For the 2016 Summer Paralympics in Rio, the International Paralympic Committee had a zero classification at the Games policy. This policy was put into place in 2014, with the goal of avoiding last minute changes in classes that would negatively impact athlete training preparations. All competitors needed to be internationally classified with their classification status confirmed prior to the Games, with exceptions to this policy being dealt with on a case-by-case basis.

==Rankings==
This classification has UCI rankings for elite competitors.

==Competitors==
Competitors in this class include Rafał Wilk (Poland), Joël Jeannot (France), Nigel Barley (Australia), Sandra Graf (Switzerland) and Monica Bascio (United States).

==Becoming classified==
Classification is handled by Union Cycliste Internationale.

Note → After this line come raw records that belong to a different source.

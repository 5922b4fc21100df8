use std::collections::HashSet;
use std::path::Path;

use crate::{Dictionary, DictionaryError, normalize};

/// Fixed in-memory word set.
///
/// Used for offline play and tests. Lookups never fail.
#[derive(Debug, Clone, Default)]
pub struct WordList {
    words: HashSet<String>,
}

impl WordList {
    pub fn new() -> Self {
        Self::default()
    }

    /// Builds a list from any iterator of words, normalizing each.
    pub fn from_words<I, S>(words: I) -> Self
    where
        I: IntoIterator<Item = S>,
        S: AsRef<str>,
    {
        let mut list = Self::new();
        for word in words {
            list.insert(word.as_ref());
        }
        list
    }

    /// Reads one word per line. Blank lines and lines starting with `#`
    /// are skipped.
    pub async fn load(path: impl AsRef<Path>) -> Result<Self, DictionaryError> {
        let path = path.as_ref();
        let text = tokio::fs::read_to_string(path).await?;
        let list = Self::from_words(
            text.lines()
                .map(str::trim)
                .filter(|line| !line.is_empty() && !line.starts_with('#')),
        );
        tracing::info!(path = %path.display(), words = list.len(), "word list loaded");
        Ok(list)
    }

    pub fn insert(&mut self, word: &str) -> bool {
        let word = normalize(word);
        if word.is_empty() {
            return false;
        }
        self.words.insert(word)
    }

    pub fn len(&self) -> usize {
        self.words.len()
    }

    pub fn is_empty(&self) -> bool {
        self.words.is_empty()
    }
}

impl Dictionary for WordList {
    async fn contains(&self, word: &str) -> Result<bool, DictionaryError> {
        Ok(self.words.contains(word))
    }
}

Classification for the UCI Para-Cycling World Championships is completed by at least two classification panels. Members of the classification panel must not have a relationship with the cyclist and must not be involved in the World Championships in any other role than as classifier. In national competitions, the classification is handled by the national cycling federation. Classification often has three components: physical, technical and observation assessment.